Acta Pharmacologica Sinica volume 45pages 327–338 (2024)Cite this article

Abstract

Tricyclic antidepressants (TCAs) are widely used to treat depression and anxiety-related mood disorders. But evidence shows that TCAs elevate blood glucose levels and inhibit insulin secretion, suggesting that TCAs are a risk factor, particularly for individuals with diabetes. Curcumin is a bioactive molecule from the rhizome of the Curcuma longa plant, which has shown both antidepressant and anti-diabetic activities. In the present study, we investigated the protective effect of curcumin against desipramine-induced apoptosis in β cells and the underlying molecular mechanisms. In the mouse forced swimming test (FST), we found that lower doses of desipramine (5 and 10 mg/kg) or curcumin (2.5 mg/kg) alone did not affect the immobility time, whereas combined treatment with curcumin (2.5 mg/kg) and desipramine (5, 10 mg/kg) significantly decreased the immobility time.

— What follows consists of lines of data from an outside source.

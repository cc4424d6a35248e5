//! OpenAI API client
//!
//! One reqwest-backed client implementing the three AI collaborator traits:
//! Whisper transcription, text embeddings, and chat completion. Every call is
//! bounded by the HTTP client timeout; a timed-out call fails, it does not
//! hang. Nothing here retries: the caller resubmits and the dedup cache
//! collapses the retry.

use async_trait::async_trait;
use serde::Deserialize;
use serde_json::json;
use std::path::Path;
use std::time::Duration;

use super::{ChatClient, EmbeddingClient, ServiceError, TranscriptionClient};

const OPENAI_BASE_URL: &str = "https://api.openai.com/v1";
const TRANSCRIPTION_MODEL: &str = "whisper-1";
const EMBEDDING_MODEL: &str = "text-embedding-3-small";
const CHAT_MODEL: &str = "gpt-4.1";
const REQUEST_TIMEOUT: Duration = Duration::from_secs(120);

/// OpenAI API client
#[derive(Clone)]
pub struct OpenAiClient {
    http_client: reqwest::Client,
    api_key: Option<String>,
    base_url: String,
}

impl OpenAiClient {
    /// A missing key is not an error here; calls fail with `MissingApiKey`
    /// when first used, matching startup-without-key behavior.
    pub fn new(api_key: Option<String>) -> Self {
        let http_client = reqwest::Client::builder()
            .timeout(REQUEST_TIMEOUT)
            .build()
            .expect("reqwest client construction cannot fail with static configuration");

        Self {
            http_client,
            api_key,
            base_url: OPENAI_BASE_URL.to_string(),
        }
    }

    /// Same HTTP client, different credential (per-request key override)
    pub fn with_api_key(&self, api_key: String) -> Self {
        Self {
            http_client: self.http_client.clone(),
            api_key: Some(api_key),
            base_url: self.base_url.clone(),
        }
    }

    /// Point the client at a different API base (tests)
    pub fn with_base_url(mut self, base_url: impl Into<String>) -> Self {
        self.base_url = base_url.into();
        self
    }

    fn key(&self) -> Result<&str, ServiceError> {
        self.api_key
            .as_deref()
            .filter(|k| !k.trim().is_empty())
            .ok_or(ServiceError::MissingApiKey)
    }

    async fn check_status(response: reqwest::Response) -> Result<reqwest::Response, ServiceError> {
        let status = response.status();
        if status.is_success() {
            return Ok(response);
        }
        let body = response.text().await.unwrap_or_default();
        Err(ServiceError::Api(status.as_u16(), body))
    }
}

#[derive(Debug, Deserialize)]
struct TranscriptionResponse {
    text: String,
}

#[derive(Debug, Deserialize)]
struct EmbeddingResponse {
    data: Vec<EmbeddingDatum>,
}

#[derive(Debug, Deserialize)]
struct EmbeddingDatum {
    embedding: Vec<f32>,
}

#[derive(Debug, Deserialize)]
struct ChatResponse {
    choices: Vec<ChatChoice>,
}

#[derive(Debug, Deserialize)]
struct ChatChoice {
    message: ChatMessage,
}

#[derive(Debug, Deserialize)]
struct ChatMessage {
    content: Option<String>,
}

#[async_trait]
impl TranscriptionClient for OpenAiClient {
    async fn transcribe(
        &self,
        audio_path: &Path,
        filename: &str,
        mime_type: &str,
    ) -> Result<String, ServiceError> {
        let key = self.key()?.to_string();
        let audio_bytes = tokio::fs::read(audio_path).await?;
        if audio_bytes.is_empty() {
            return Err(ServiceError::EmptyInput("audio file is empty".to_string()));
        }

        tracing::debug!(
            path = %audio_path.display(),
            size_bytes = audio_bytes.len(),
            "Sending transcription request"
        );

        let part = reqwest::multipart::Part::bytes(audio_bytes)
            .file_name(filename.to_string())
            .mime_str(mime_type)
            .map_err(|e| ServiceError::Parse(format!("Invalid mime type: {e}")))?;
        let form = reqwest::multipart::Form::new()
            .part("file", part)
            .text("model", TRANSCRIPTION_MODEL)
            .text("language", "en");

        let response = self
            .http_client
            .post(format!("{}/audio/transcriptions", self.base_url))
            .bearer_auth(key)
            .multipart(form)
            .send()
            .await
            .map_err(|e| ServiceError::Network(e.to_string()))?;

        let parsed: TranscriptionResponse = Self::check_status(response)
            .await?
            .json()
            .await
            .map_err(|e| ServiceError::Parse(e.to_string()))?;

        tracing::debug!(chars = parsed.text.len(), "Transcription successful");
        Ok(parsed.text)
    }
}

#[async_trait]
impl EmbeddingClient for OpenAiClient {
    async fn embed(&self, texts: &[String]) -> Result<Vec<Vec<f32>>, ServiceError> {
        let key = self.key()?.to_string();
        if texts.is_empty() {
            return Err(ServiceError::EmptyInput("no texts to embed".to_string()));
        }

        let response = self
            .http_client
            .post(format!("{}/embeddings", self.base_url))
            .bearer_auth(key)
            .json(&json!({
                "model": EMBEDDING_MODEL,
                "input": texts,
            }))
            .send()
            .await
            .map_err(|e| ServiceError::Network(e.to_string()))?;

        let parsed: EmbeddingResponse = Self::check_status(response)
            .await?
            .json()
            .await
            .map_err(|e| ServiceError::Parse(e.to_string()))?;

        if parsed.data.len() != texts.len() {
            return Err(ServiceError::Parse(format!(
                "Expected {} embeddings, got {}",
                texts.len(),
                parsed.data.len()
            )));
        }
        Ok(parsed.data.into_iter().map(|d| d.embedding).collect())
    }
}

#[async_trait]
impl ChatClient for OpenAiClient {
    async fn complete(
        &self,
        system_prompt: &str,
        user_prompt: &str,
    ) -> Result<String, ServiceError> {
        let key = self.key()?.to_string();

        let response = self
            .http_client
            .post(format!("{}/chat/completions", self.base_url))
            .bearer_auth(key)
            .json(&json!({
                "model": CHAT_MODEL,
                "messages": [
                    { "role": "system", "content": system_prompt },
                    { "role": "user", "content": user_prompt },
                ],
            }))
            .send()
            .await
            .map_err(|e| ServiceError::Network(e.to_string()))?;

        let parsed: ChatResponse = Self::check_status(response)
            .await?
            .json()
            .await
            .map_err(|e| ServiceError::Parse(e.to_string()))?;

        parsed
            .choices
            .into_iter()
            .next()
            .and_then(|c| c.message.content)
            .ok_or_else(|| ServiceError::Parse("Chat response had no content".to_string()))
    }
}
//! Database access for medscribe
//!
//! SQLite-backed document store for recording records. Holds the durable
//! output of the ingestion pipeline; upload session state is deliberately
//! in-memory only (single-process design, no durability across restarts).

pub mod recordings;

use anyhow::Result;
use sqlx::SqlitePool;
use std::path::Path;

/// Initialize database connection pool
pub async fn init_database_pool(db_path: &Path) -> Result<SqlitePool> {
    // Ensure parent directory exists
    if let Some(parent) = db_path.parent() {
        std::fs::create_dir_all(parent)?;
    }

    // Use proper SQLite URI with mode=rwc (read, write, create)
    let db_url = format!("sqlite://{}?mode=rwc", db_path.display());
    tracing::debug!("Connecting to database: {}", db_url);

    let pool = SqlitePool::connect(&db_url).await?;
    init_tables(&pool).await?;

    Ok(pool)
}

/// Create medscribe tables if they don't exist
pub async fn init_tables(pool: &SqlitePool) -> Result<()> {
    sqlx::query(
        r#"
        CREATE TABLE IF NOT EXISTS recordings (
            guid TEXT PRIMARY KEY,
            filename TEXT NOT NULL,
            path TEXT NOT NULL,
            storage_url TEXT NOT NULL,
            size_bytes INTEGER NOT NULL,
            uploaded_at TEXT NOT NULL,
            transcript TEXT,
            report TEXT,
            user_id TEXT,
            metadata TEXT NOT NULL DEFAULT '{}'
        )
        "#,
    )
    .execute(pool)
    .await?;

    tracing::info!("Database tables initialized (recordings)");

    Ok(())
}
//! Domain models for medscribe

pub mod recording;

pub use recording::{RecordingMetadata, RecordingRecord};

Furthermore, desipramine dose-dependently inhibited insulin secretion and elevated blood glucose levels, whereas the combined treatment normalized insulin secretion and blood glucose levels. In RIN-m5F pancreatic β-cells, desipramine (10 μM) significantly reduced the cell viability, whereas desipramine combined with curcumin dose-dependently prevented the desipramine-induced impairment in glucose-induced insulin release, most effectively with curcumin (1 and 10 μM). We demonstrated that desipramine treatment promoted the cleavage and activation of Caspase 3 in RIN-m5F cells. Curcumin treatment inhibited desipramine-induced apoptosis, increased mitochondrial membrane potential and Bcl-2/Bax ratio. Desipramine increased the generation of reactive oxygen species, which was reversed by curcumin treatment. Curcumin also inhibited the translocation of forkhead box protein O1 (FOXO1) from the cytoplasm to the nucleus and suppressed the binding of A-kinase anchor protein 150 (AKAP150) to protein phosphatase 2B (PP2B, known as calcineurin) that was induced by desipramine. These results suggest that curcumin protects RIN-m5F pancreatic β-cells against desipramine-induced apoptosis by inhibiting the phosphoinositide 3-kinase/AKT/FOXO1 pathway and the AKAP150/PKA/PP2B interaction. This study suggests that curcumin may have therapeutic potential as an adjunct to antidepressant treatment.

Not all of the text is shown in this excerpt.